Greg and Colin Strause, identical twins known as the Brothers Strause, built a unique bridge between Hollywood's technical and directorial realms. They first made their mark by founding Hydraulx, a visual effects company that contributed groundbreaking work to films like 'The Day After Tomorrow' and '300.' Leveraging this technical mastery, they stepped into the director's chair with 'Aliens vs. Predator: Requiem,' embracing its R-rated, creature-feature chaos. They followed with 'Skyline,' a self-financed alien invasion thriller notable for its independent production model and effects created in-house. While their films polarized critics, the Strause brothers embody a DIY, effects-driven approach to genre filmmaking, controlling the process from concept to final pixel.
1965–1980
The latchkey kids. Raised during divorce, recession, and the end of the Cold War. Skeptical, self-reliant, media-literate.
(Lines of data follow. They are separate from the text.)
// End-to-end checks of the upload → preview → results flow on real files.
use std::fs;
use std::path::PathBuf;

use async_trait::async_trait;
use serde_json::json;
use tempfile::TempDir;
use tenantimport_lib::client::{ImportError, ImportGateway};
use tenantimport_lib::models::{Block, FailedImport, ImportRequest, ImportResult};
use tenantimport_lib::parsers::{parse_import_file, EMPTY_FILE_MESSAGE};
use tenantimport_lib::processors::cleaner::to_import_records;
use tenantimport_lib::processors::partition::partition_records;
use tenantimport_lib::reporter::{render, ResultsView, WizardView};
use tenantimport_lib::validators::validate_records;
use tenantimport_lib::wizard::{run_import, ImportWizard, WizardState};

fn write_csv(dir: &TempDir, name: &str, contents: &str) -> PathBuf {
    let path = dir.path().join(name);
    fs::write(&path, contents).unwrap();
    path
}

fn tower_a() -> Vec<Block> {
    vec![Block {
        block_id: json!(1),
        block_name: "Tower A".to_string(),
    }]
}

/// Accepts the first user and rejects the rest as duplicates.
struct FirstWinsGateway;

#[async_trait]
impl ImportGateway for FirstWinsGateway {
    async fn import_customers(&self, request: &ImportRequest) -> Result<ImportResult, ImportError> {
        let mut users = request.users.iter();
        let successful = users.next().cloned().into_iter().collect();
        let failed = users
            .map(|user| FailedImport {
                user: serde_json::to_value(user).unwrap(),
                error: "duplicate email".to_string(),
            })
            .collect();
        Ok(ImportResult { successful, failed })
    }

    async fn fetch_blocks(&self) -> Result<Vec<Block>, ImportError> {
        Ok(tower_a())
    }

    async fn refresh_customers(&self) -> Result<usize, ImportError> {
        Ok(1)
    }
}

const HEADER: &str = "Name,Email,Password,Phone,Block Name,Room Number,DOB\n";

#[test]
fn test_record_count_matches_data_rows() {
    let dir = tempfile::tempdir().unwrap();
    let path = write_csv(
        &dir,
        "customers.csv",
        &format!(
            "\u{FEFF}{HEADER}\
             Jay,jay@x.com,secret1,9876543210,,,\n\
             Ana,ana@x.com,secret2,9876543211,Tower A,101,1999-04-01\n\
             Raj,raj@x.com,secret3,9876543212\n"
        ),
    );

    let records = parse_import_file(&path).unwrap();
    assert_eq!(records.len(), 3);
    assert_eq!(records.iter().map(|r| r.key).collect::<Vec<_>>(), vec![0, 1, 2]);
    assert_eq!(records[1].text("block_name").unwrap(), "Tower A");
}

#[test]
fn test_missing_headers_yield_single_row_zero_error() {
    let dir = tempfile::tempdir().unwrap();
    let path = write_csv(&dir, "bad.csv", "name,phone\nJay,9876543210\n");

    let failure = parse_import_file(&path).unwrap_err();
    let row_errors = failure.to_row_errors();
    assert_eq!(row_errors.row, 0);
    assert_eq!(row_errors.errors, vec!["Missing required columns: email, password.".to_string()]);
}

#[test]
fn test_header_only_file_is_empty() {
    let dir = tempfile::tempdir().unwrap();
    let path = write_csv(&dir, "empty.csv", HEADER);
    assert_eq!(parse_import_file(&path).unwrap_err().message, EMPTY_FILE_MESSAGE);
}

#[test]
fn test_unsupported_and_missing_files() {
    let dir = tempfile::tempdir().unwrap();
    let path = write_csv(&dir, "notes.txt", "hello");
    assert!(parse_import_file(&path).unwrap_err().message.contains("Unsupported file type"));
    assert!(parse_import_file(dir.path().join("absent.csv"))
        .unwrap_err()
        .message
        .contains("File not found"));
}

#[test]
fn test_scenarios_through_validation_and_cleaning() {
    let dir = tempfile::tempdir().unwrap();
    let path = write_csv(
        &dir,
        "scenarios.csv",
        &format!(
            "{HEADER}\
             Jay,jay@x.com,secret1,9876543210,,,\n\
             Kim,kim@x.com,secret1,9876543210,Tower A,,\n\
             Lee,lee@x.com,secret1,12345,,,\n\
             Mia,mia@x.com,secret1,9876543210,tower a,12,\n"
        ),
    );

    let records = parse_import_file(&path).unwrap();
    let errors = validate_records(&records, &tower_a());

    // Scenario B and C; A and D are clean
    assert_eq!(errors.len(), 2);
    assert_eq!(errors[0].row, 1);
    assert_eq!(
        errors[0].errors,
        vec!["room_number is required when block_name is provided.".to_string()]
    );
    assert_eq!(errors[1].row, 2);
    assert_eq!(errors[1].errors, vec!["phone must be exactly 10 digits.".to_string()]);

    assert_eq!(validate_records(&records, &tower_a()), errors);

    let partition = partition_records(&records, &errors);
    assert_eq!(partition.valid_count() + partition.invalid_count(), records.len());
    assert_eq!(partition.invalid_keys, vec![1, 2]);

    let cleaned = to_import_records(&partition.valid);
    assert_eq!(cleaned.len(), 2);
    for record in &cleaned {
        assert!(!record.contains("key"));
        for (name, value) in &record.0 {
            if name != "block_name" && name != "room_number" {
                assert_ne!(value, &json!(""), "{name} should have been dropped");
            }
        }
    }
    assert_eq!(cleaned[0].get("block_name"), Some(&json!("")));
    assert!(!cleaned[0].contains("dob"));
}

#[test]
fn test_key_column_and_padded_email_are_not_sent() {
    let dir = tempfile::tempdir().unwrap();
    let path = write_csv(
        &dir,
        "keyed.csv",
        "name,email,password,phone,Key\n\
         Jay, jay@x.com ,secret1,9876543210,abc\n",
    );

    let records = parse_import_file(&path).unwrap();
    let errors = validate_records(&records, &[]);
    assert!(errors.is_empty());

    let partition = partition_records(&records, &errors);
    let out = to_import_records(&partition.valid);
    assert_eq!(out.len(), 1);
    assert!(!out[0].contains("key"));
    assert_eq!(out[0].get("email"), Some(&json!("jay@x.com")));
}

#[tokio::test]
async fn test_full_wizard_reports_per_record_failures() {
    let dir = tempfile::tempdir().unwrap();
    let path = write_csv(
        &dir,
        "wizard.csv",
        &format!(
            "{HEADER}\
             Jay,jay@x.com,secret1,9876543210,,,\n\
             Ana,ana@x.com,secret2,9876543211,,,\n\
             Bad,not-an-email,secret3,9876543212,,,\n"
        ),
    );

    let gateway = FirstWinsGateway;
    let blocks = gateway.fetch_blocks().await.unwrap();

    let mut wizard = ImportWizard::new();
    wizard.accept_upload(parse_import_file(&path), &blocks).unwrap();

    match render(&wizard) {
        WizardView::Preview(preview) => {
            assert_eq!(preview.valid_count, 2);
            assert_eq!(preview.invalid_count, 1);
            assert!(preview.can_import);
            assert_eq!(preview.rows[2].row, 4);
        }
        other => panic!("unexpected view {other:?}"),
    }

    run_import(&mut wizard, &gateway).await.unwrap();

    match render(&wizard) {
        WizardView::Results(view @ ResultsView::Completed { .. }) => {
            assert_eq!(
                view.to_string(),
                "Successfully imported: 1. Failed: 1.\n  ana@x.com: duplicate email"
            );
        }
        other => panic!("unexpected view {other:?}"),
    }

    wizard.reset().unwrap();
    assert!(matches!(wizard.state(), WizardState::Upload { error: None }));
}
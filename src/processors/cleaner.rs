use serde_json::{Map, Number, Value};

use crate::models::{FieldValue, ImportRecord, ParsedRecord};

/// Fields forwarded even when empty; the backend decides room assignment from them.
const ALWAYS_FORWARDED: [&str; 2] = ["block_name", "room_number"];

/// Projects valid records onto the payload sent to the backend.
pub fn to_import_records(valid: &[ParsedRecord]) -> Vec<ImportRecord> {
    valid.iter().map(to_import_record).collect()
}

/// Drops the row key and empty optional fields.
pub fn to_import_record(record: &ParsedRecord) -> ImportRecord {
    let mut fields = Map::new();

    for (name, value) in &record.fields {
        if name == "key" {
            continue;
        }
        if value.is_empty_text() && !ALWAYS_FORWARDED.contains(&name.as_str()) {
            continue;
        }
        fields.insert(name.clone(), to_json(value));
    }

    ImportRecord(fields)
}

fn to_json(value: &FieldValue) -> Value {
    match value {
        FieldValue::Text(s) => Value::String(s.clone()),
        FieldValue::Number(n) => {
            if n.fract() == 0.0 && n.abs() < i64::MAX as f64 {
                Value::Number(Number::from(*n as i64))
            } else {
                Number::from_f64(*n)
                    .map(Value::Number)
                    .unwrap_or(Value::Null)
            }
        }
    }
}
use std::collections::BTreeMap;

use crate::models::{format_number, CellValue, FieldValue, ParsedRecord, RawRow};
use crate::utils::header::{is_phone_like, missing_mandatory_headers, normalize_header};
use crate::utils::text::serial_to_iso_date;

use super::ParseFailure;

pub const EMPTY_FILE_MESSAGE: &str = "File is empty or has no data rows.";

/// Turns a sheet into records, treating the first row as headers.
///
/// # Arguments
/// * `rows` - first sheet, header row first
///
/// # Returns
/// One record per data row in input order, or a structural failure
pub fn build_records(rows: Vec<Vec<CellValue>>) -> Result<Vec<ParsedRecord>, ParseFailure> {
    let mut rows = rows.into_iter();

    let header: Vec<String> = match rows.next() {
        Some(header) => header.iter().map(cell_header).collect(),
        None => return Err(ParseFailure::new(EMPTY_FILE_MESSAGE)),
    };

    // drop fully blank trailing rows
    let mut data_rows: Vec<Vec<CellValue>> = rows.collect();
    while let Some(last_row) = data_rows.last() {
        if is_blank_row(last_row) {
            data_rows.pop();
        } else {
            break;
        }
    }

    if data_rows.is_empty() {
        return Err(ParseFailure::new(EMPTY_FILE_MESSAGE));
    }

    let missing = missing_mandatory_headers(&header);
    if !missing.is_empty() {
        return Err(ParseFailure::new(format!(
            "Missing required columns: {}.",
            missing.join(", ")
        )));
    }

    let records = data_rows
        .into_iter()
        .enumerate()
        .map(|(key, row)| normalize_row(key, to_raw_row(&header, row)))
        .collect();

    Ok(records)
}

fn cell_header(cell: &CellValue) -> String {
    match cell {
        CellValue::Empty => String::new(),
        CellValue::Text(s) => normalize_header(s),
        CellValue::Number(n) | CellValue::DateSerial(n) => format_number(*n),
    }
}

/// Column name reserved for the row index.
const ROW_KEY_HEADER: &str = "key";

/// Pairs cells with headers; short rows are padded, blank headers and a
/// `key` column skipped.
fn to_raw_row(header: &[String], row: Vec<CellValue>) -> RawRow {
    let mut cells = row.into_iter();
    header
        .iter()
        .map(|name| (name, cells.next().unwrap_or(CellValue::Empty)))
        .filter(|(name, _)| !name.is_empty() && name.as_str() != ROW_KEY_HEADER)
        .map(|(name, cell)| (name.clone(), cell))
        .collect()
}

fn normalize_row(key: usize, raw: RawRow) -> ParsedRecord {
    let mut fields = BTreeMap::new();

    for (name, cell) in raw {
        let value = if name == "dob" {
            normalize_dob(cell)
        } else if is_phone_like(&name) || name == "email" {
            FieldValue::Text(cell_text(&cell).trim().to_string())
        } else {
            match cell {
                CellValue::Number(n) => FieldValue::Number(n),
                other => FieldValue::Text(cell_text(&other)),
            }
        };

        // first column wins on duplicate headers
        fields.entry(name).or_insert(value);
    }

    ParsedRecord { key, fields }
}

fn normalize_dob(cell: CellValue) -> FieldValue {
    match cell {
        CellValue::Number(serial) | CellValue::DateSerial(serial) => {
            FieldValue::Text(serial_to_iso_date(serial).unwrap_or_else(|| format_number(serial)))
        }
        other => FieldValue::Text(cell_text(&other).trim().to_string()),
    }
}

fn cell_text(cell: &CellValue) -> String {
    match cell {
        CellValue::Empty => String::new(),
        CellValue::Text(s) => s.clone(),
        CellValue::Number(n) | CellValue::DateSerial(n) => format_number(*n),
    }
}

fn is_blank_row(row: &[CellValue]) -> bool {
    row.iter().all(|cell| match cell {
        CellValue::Empty => true,
        CellValue::Text(s) => s.trim().is_empty(),
        _ => false,
    })
}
They invented indie culture, grunge, and the early internet — then watched the Boomers take credit.
Greg was born in 1976, placing them squarely in the Generation X. The events that shaped this generation — economic uncertainty, the end of the Cold War, and the rise of personal computing — shaped the world they entered and the choices available to them.
The biggest hits of 1976
#1 Movie
Rocky
Best Picture
Rocky
#1 TV Show
All in the Family
The world at every milestone
Apple Computer founded; US bicentennial
MTV launches; first Space Shuttle flight; AIDS identified
Berlin Wall falls; Tiananmen Square protests
LA riots after Rodney King verdict
Nelson Mandela elected president of South Africa
Princess Diana dies in Paris car crash; Harry Potter published
Twitter launches; Pluto reclassified as dwarf planet
Donald Trump elected president; Brexit vote
They began their careers creating visual effects for music videos, including work for bands like Limp Bizkit and Megadeth.
The brothers are former competitive paintball players.
They directed the controversial, critically panned 'Battle of Los Angeles' music video for the band Muse.
“We build the worlds you see on screen, from the ground up.”